Follow up on my straw from yesterday, with EVS announcing this morning that they have raised $10.5m to accelerate the growth of EVS water. The capital will be used to invest into further growing the direct sales team, with a specific focus on the Optimiser and SeweX products. Additional product and technical roles will be utilised to support future developments. EVS are going to create further strategic partnerships to support implementation and success for this portfolio.

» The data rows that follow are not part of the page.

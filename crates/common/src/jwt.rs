//! JWT utilities shared by services that verify RS256 bearer tokens.
//!
//! This module provides the parsing steps that run BEFORE any key lookup or
//! signature check:
//! - Size limits for DoS prevention
//! - Clock skew constants for iat validation
//! - Unverified header inspection (`alg` and `kid`)
//! - iat validation logic
//!
//! # Security
//!
//! - Tokens are size-checked BEFORE parsing (DoS prevention)
//! - Only RS256 is accepted at the header stage, so `none` and HMAC
//!   algorithm-confusion tokens never reach key lookup
//! - The header is untrusted input; the `kid` is used for JWKS lookup only
//!
//! # Usage
//!
//! ```rust,ignore
//! use common::jwt::{extract_header_info, validate_iat, DEFAULT_CLOCK_SKEW};
//!
//! let header = extract_header_info(token)?;
//! let jwk = jwks_client.get_key(&header.kid).await?;
//! // ... verify signature ...
//! validate_iat(claims.iat, DEFAULT_CLOCK_SKEW)?;
//! ```

use base64::{engine::general_purpose::URL_SAFE_NO_PAD, Engine};
use std::time::Duration;
use thiserror::Error;

// =============================================================================
// Constants
// =============================================================================

/// Maximum allowed JWT size in bytes (8KB).
///
/// Identity-provider access tokens with a handful of permissions are well
/// under 2KB. Anything larger than this is rejected before base64 decoding
/// or RSA verification.
pub const MAX_JWT_SIZE_BYTES: usize = 8192; // 8KB

/// The only signing algorithm accepted for bearer tokens.
pub const ACCEPTED_ALGORITHM: &str = "RS256";

/// Default JWT clock skew tolerance (5 minutes).
///
/// Tokens with `iat` (issued-at) timestamps more than this amount in the
/// future are rejected.
pub const DEFAULT_CLOCK_SKEW: Duration = Duration::from_secs(300);

/// Maximum allowed JWT clock skew tolerance (10 minutes).
pub const MAX_CLOCK_SKEW: Duration = Duration::from_secs(600);

// =============================================================================
// Error Types
// =============================================================================

/// Errors that can occur while inspecting a JWT before verification.
///
/// Display strings are client-safe. Details go to debug logs.
#[derive(Error, Debug, Clone, PartialEq, Eq)]
pub enum JwtValidationError {
    /// Token size exceeds maximum allowed.
    #[error("Authorization malformed.")]
    TokenTooLarge,

    /// Token format is invalid (not a valid JWT structure).
    #[error("Authorization malformed.")]
    MalformedToken,

    /// Token is missing required `kid` header.
    #[error("Authorization malformed.")]
    MissingKid,

    /// Token header declares an algorithm other than RS256.
    #[error("Authorization malformed.")]
    UnsupportedAlgorithm,

    /// Token `iat` claim is too far in the future.
    #[error("Token issued in the future.")]
    IatTooFarInFuture,
}

/// The parts of an unverified JWT header that drive key selection.
#[derive(Debug, Clone, PartialEq, Eq)]
pub struct TokenHeader {
    /// Declared signing algorithm (always `RS256` once returned).
    pub alg: String,

    /// Key ID used to pick the verification key from the JWKS.
    pub kid: String,
}

// =============================================================================
// Functions
// =============================================================================

/// Read the `alg` and `kid` from a JWT header without verifying the signature.
///
/// # Security
///
/// - Token size is checked BEFORE any parsing
/// - This function does NOT validate the signature; the token MUST still be
///   verified with the key the `kid` resolves to
///
/// # Errors
///
/// - `TokenTooLarge` - Token exceeds `MAX_JWT_SIZE_BYTES`
/// - `MalformedToken` - Wrong structure, bad base64, or invalid JSON
/// - `UnsupportedAlgorithm` - `alg` missing or not `RS256`
/// - `MissingKid` - `kid` missing, empty, or not a string
pub fn extract_header_info(token: &str) -> Result<TokenHeader, JwtValidationError> {
    if token.len() > MAX_JWT_SIZE_BYTES {
        tracing::debug!(
            target: "common.jwt",
            token_size = token.len(),
            max_size = MAX_JWT_SIZE_BYTES,
            "Token rejected: size exceeds maximum allowed"
        );
        return Err(JwtValidationError::TokenTooLarge);
    }

    // JWT format: header.payload.signature
    let parts: Vec<&str> = token.split('.').collect();
    if parts.len() != 3 {
        tracing::debug!(
            target: "common.jwt",
            parts = parts.len(),
            "Token rejected: invalid JWT format"
        );
        return Err(JwtValidationError::MalformedToken);
    }

    let header_part = parts.first().ok_or(JwtValidationError::MalformedToken)?;
    let header_bytes = URL_SAFE_NO_PAD.decode(header_part).map_err(|e| {
        tracing::debug!(target: "common.jwt", error = %e, "Failed to decode JWT header base64");
        JwtValidationError::MalformedToken
    })?;

    let header: serde_json::Value = serde_json::from_slice(&header_bytes).map_err(|e| {
        tracing::debug!(target: "common.jwt", error = %e, "Failed to parse JWT header JSON");
        JwtValidationError::MalformedToken
    })?;

    let alg = header
        .get("alg")
        .and_then(|v| v.as_str())
        .ok_or(JwtValidationError::UnsupportedAlgorithm)?;
    if alg != ACCEPTED_ALGORITHM {
        tracing::debug!(target: "common.jwt", alg = %alg, "Token rejected: unsupported algorithm");
        return Err(JwtValidationError::UnsupportedAlgorithm);
    }

    let kid = header
        .get("kid")
        .and_then(|v| v.as_str())
        .filter(|s| !s.is_empty())
        .map(ToString::to_string)
        .ok_or(JwtValidationError::MissingKid)?;

    Ok(TokenHeader {
        alg: alg.to_string(),
        kid,
    })
}

/// Validate the `iat` (issued-at) claim with clock skew tolerance.
///
/// # Errors
///
/// Returns `JwtValidationError::IatTooFarInFuture` if `iat` is more than
/// `clock_skew` in the future.
pub fn validate_iat(iat: i64, clock_skew: Duration) -> Result<(), JwtValidationError> {
    let now = chrono::Utc::now().timestamp();
    validate_iat_at(iat, clock_skew, now)
}

/// Deterministic `iat` validation against an explicit `now` timestamp.
pub(crate) fn validate_iat_at(
    iat: i64,
    clock_skew: Duration,
    now: i64,
) -> Result<(), JwtValidationError> {
    // Safe cast: clock_skew is bounded to MAX_CLOCK_SKEW by config validation
    #[allow(clippy::cast_possible_wrap)]
    let clock_skew_secs = clock_skew.as_secs() as i64;
    let max_iat = now.saturating_add(clock_skew_secs);

    if iat > max_iat {
        tracing::debug!(
            target: "common.jwt",
            iat = iat,
            now = now,
            max_allowed = max_iat,
            "Token rejected: iat too far in the future"
        );
        return Err(JwtValidationError::IatTooFarInFuture);
    }

    Ok(())
}

// =============================================================================
// Tests
// =============================================================================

Envirosuite Chief Executive Officer, Jason Cooper, said: “This capital raising is about growth. The EVS Water business is on the cusp of a tremendous market opportunity as the benefits from our Environmental Intelligence technology platform are recognised more and more by Governments and corporates seeking to improve the well-being of their citizens and customers, and by key global industry service providers like GHD who recognise the benefits of our products. We are tooling up to meet that opportunity. That we have been able to raise capital in a highly sought-after Placement at a materially superior price than the previous tranche of growth funding is indicative of the trajectory of the business and investors’ appreciation of the opportunity that lies before us”.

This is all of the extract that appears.